Recorded data
»»

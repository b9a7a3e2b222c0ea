//! Checked-in generator output for `tests/generated/model.json`, compiled and
//! exercised against the same inputs as the interpreter.

#[path = "generated/builders.rs"]
mod builders;

use builders::{
    Any, Document, Info, PathItem, Schema, SchemaOneof, Tag, TypeItem, build_document,
    build_paths, build_schema, build_type_item,
};
use class_builder_gen::{
    ClassCollection, CollectedDiagnostics, Compiler, Diagnostic, DiagnosticKind,
    GenerateSettings, generate_to_writer,
};
use serde_json::{Value, json};
use std::collections::BTreeMap;

const MODEL_JSON: &str = include_str!("generated/model.json");
const GENERATED_SOURCE: &str = include_str!("generated/builders.rs");

fn strict() -> GenerateSettings {
    GenerateSettings {
        deny_invalid_model: true,
        ..GenerateSettings::default()
    }
}

fn document(value: &Value) -> (Option<Document>, Vec<Diagnostic>) {
    let mut sink = CollectedDiagnostics::new();
    let built: Option<Document> = build_document(value, "", &mut sink);
    (built, sink.into_vec())
}

#[test]
fn checked_in_source_matches_generator() {
    let mut output: Vec<u8> = Vec::new();
    generate_to_writer(MODEL_JSON, &mut output, &strict()).expect("strict model generates");
    let actual: String = String::from_utf8(output).expect("UTF-8");
    assert_eq!(GENERATED_SOURCE, actual);
}

#[test]
fn builds_every_property_kind() {
    let input: Value = json!({
        "swagger": "2.0",
        "info": {"title": "Pets", "version": "1", "draft": true, "ratio": 0.5},
        "ports": [80, 443],
        "schemes": ["http", "https"],
        "tags": [{"name": "pets"}],
        "schema": {"$ref": "#/definitions/Pet"},
        "paths": {"/pets": {"summary": "List pets"}},
        "x-logo": {"url": "logo.png"},
        "x-owner": "team"
    });
    let (built, diagnostics) = document(&input);
    let built: Document = built.expect("document builds");
    assert!(diagnostics.is_empty(), "{diagnostics:?}");

    assert_eq!(built.swagger, "2.0");
    assert_eq!(built.ports, vec![80, 443]);
    assert_eq!(built.schemes, vec!["http".to_string(), "https".to_string()]);
    assert_eq!(
        built.tags.iter().map(|t| t.name.as_str()).collect::<Vec<&str>>(),
        vec!["pets"]
    );

    let info: &Info = built.info.as_deref().expect("info");
    assert_eq!(info.title, "Pets");
    assert_eq!(info.version, "1");
    assert!(info.draft);
    assert!((info.ratio - 0.5).abs() < f64::EPSILON);

    let schema: &Schema = built.schema.as_deref().expect("schema");
    match &schema.oneof {
        Some(SchemaOneof::JsonReference(reference)) => {
            assert_eq!(reference._ref, "#/definitions/Pet");
        }
        other => panic!("expected a reference, got {other:?}"),
    }

    let paths = built.paths.as_deref().expect("paths");
    let pets: &PathItem = paths.path.get("/pets").expect("/pets");
    assert_eq!(pets.summary, "List pets");
    assert!(pets.extension.is_empty());

    let expected: BTreeMap<String, Any> = BTreeMap::from([
        (
            "x-logo".to_string(),
            Any {
                value: r#"{"url":"logo.png"}"#.to_string(),
            },
        ),
        (
            "x-owner".to_string(),
            Any {
                value: "team".to_string(),
            },
        ),
    ]);
    assert_eq!(expected, built.vendor_extension);
}

#[test]
fn closed_class_rejects_extra_key_silently() {
    let input: Value = json!({"swagger": "2.0", "info": {"title": "Pets", "license": "MIT"}});
    let (built, diagnostics) = document(&input);
    let built: Document = built.expect("document builds");
    assert_eq!(None, built.info);
    assert!(diagnostics.is_empty());
}

#[test]
fn missing_required_key_fails_silently() {
    let (built, diagnostics) = document(&json!({"info": {"title": "Pets"}}));
    assert_eq!(None, built);
    assert!(diagnostics.is_empty());
}

#[test]
fn non_mapping_document_is_reported() {
    let (built, diagnostics) = document(&json!(["2.0"]));
    assert_eq!(None, built);
    let kinds: Vec<&DiagnosticKind> = diagnostics.iter().map(|d| &d.kind).collect();
    assert_eq!(vec![&DiagnosticKind::NotAMapping { found: "array" }], kinds);
}

#[test]
fn building_twice_gives_equal_results() {
    let input: Value = json!({
        "swagger": "2.0",
        "info": {"title": 7},
        "tags": [{"name": "a"}, 3],
        "x-a": [1, 2]
    });
    let first = document(&input);
    let second = document(&input);
    assert_eq!(first, second);
}

#[test]
fn one_of_picks_first_matching_branch() {
    let mut sink = CollectedDiagnostics::new();

    let inline: Schema =
        build_schema(&json!({"type": "string"}), "", &mut sink).expect("schema builds");
    let expected_type = TypeItem {
        value: vec!["string".to_string()],
    };
    match inline.oneof {
        Some(SchemaOneof::Inline(branch)) => {
            assert_eq!(Some(&expected_type), branch.type_.as_deref());
        }
        other => panic!("expected an inline schema, got {other:?}"),
    }

    let both: Schema = build_schema(&json!({"type": "string", "$ref": "#/a"}), "", &mut sink)
        .expect("schema builds");
    assert!(matches!(both.oneof, Some(SchemaOneof::Inline(_))));

    let neither: Schema =
        build_schema(&json!({"description": "x"}), "", &mut sink).expect("schema builds");
    assert_eq!(None, neither.oneof);
    assert!(sink.is_empty());
}

#[test]
fn failed_repeated_element_keeps_its_slot() {
    let input: Value = json!({
        "swagger": "2.0",
        "tags": [{"name": "a"}, {"name": "b", "extra": 1}, {"name": "c"}]
    });
    let (built, _) = document(&input);
    let expected: Vec<Tag> = vec![
        Tag {
            name: "a".to_string(),
        },
        Tag::default(),
        Tag {
            name: "c".to_string(),
        },
    ];
    assert_eq!(expected, built.expect("document builds").tags);
}

#[test]
fn string_array_wraps_string_and_reports_other_values() {
    let mut sink = CollectedDiagnostics::new();
    let expected = TypeItem {
        value: vec!["hello".to_string()],
    };
    assert_eq!(Some(expected), build_type_item(&json!("hello"), "", &mut sink));
    assert!(sink.is_empty());

    assert_eq!(None, build_type_item(&json!(42), "/type", &mut sink));
    let reported: Vec<Diagnostic> = sink.into_vec();
    assert_eq!(1, reported.len());
    assert_eq!("/type", reported[0].path);
    assert_eq!(DiagnosticKind::NotAString { found: "integer" }, reported[0].kind);
}

#[test]
fn pattern_maps_keep_only_matching_keys() {
    let mut sink = CollectedDiagnostics::new();
    let input: Value = json!({
        "/pets": {"summary": "s", "x-rate": "10", "other": 1},
        "pets": {"summary": "skipped"}
    });
    let paths = build_paths(&input, "", &mut sink).expect("paths build");
    assert_eq!(vec!["/pets"], paths.path.keys().map(String::as_str).collect::<Vec<&str>>());

    let item: &PathItem = &paths.path["/pets"];
    let expected: BTreeMap<String, String> =
        BTreeMap::from([("x-rate".to_string(), "10".to_string())]);
    assert_eq!(expected, item.extension);
    assert!(sink.is_empty());
}

#[test]
fn scalar_mismatch_is_soft() {
    let input: Value = json!({"swagger": "2.0", "info": {"title": 42, "ratio": 1}});
    let (built, diagnostics) = document(&input);
    let info: Info = *built.expect("document builds").info.expect("info builds");
    assert_eq!(Info::default(), info);

    let reported: Vec<(&str, &DiagnosticKind)> = diagnostics
        .iter()
        .map(|d| (d.path.as_str(), &d.kind))
        .collect();
    let expected_ratio = DiagnosticKind::ScalarTypeMismatch {
        property: "ratio".to_string(),
        expected: "float",
        found: "integer",
    };
    let expected_title = DiagnosticKind::ScalarTypeMismatch {
        property: "title".to_string(),
        expected: "string",
        found: "integer",
    };
    assert_eq!(
        vec![("/info/ratio", &expected_ratio), ("/info/title", &expected_title)],
        reported
    );
}

#[test]
fn generated_and_interpreted_builders_agree() {
    let classes = ClassCollection::from_json(MODEL_JSON).expect("valid model");
    let compiler = Compiler::new(&classes, &strict()).expect("strict model compiles");
    let inputs: Vec<Value> = vec![
        json!({"swagger": "2.0"}),
        json!({"info": {"title": "x"}}),
        json!("2.0"),
        json!({"swagger": 2, "ports": [1, "two"], "schemes": "http"}),
        json!({"swagger": "2.0", "tags": [{"name": 1}, [], {"name": "b"}]}),
        json!({"swagger": "2.0", "schema": {"type": 42}, "x-n": null}),
        json!({"swagger": "2.0", "paths": {"/a": {"x-b": true}, "/c": 5}}),
    ];
    for input in &inputs {
        let mut interpreted_sink = CollectedDiagnostics::new();
        let interpreted = compiler
            .build("Document", input, &mut interpreted_sink)
            .expect("known class");
        let (generated, generated_diagnostics) = document(input);
        assert_eq!(interpreted.is_some(), generated.is_some(), "{input}");
        assert_eq!(interpreted_sink.into_vec(), generated_diagnostics, "{input}");
    }
}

««

_WORK REQUIRED_. Determine how many lines of the data above contain the string "version", and give the result with nothing else.

_EXERCISE RESULT_. 2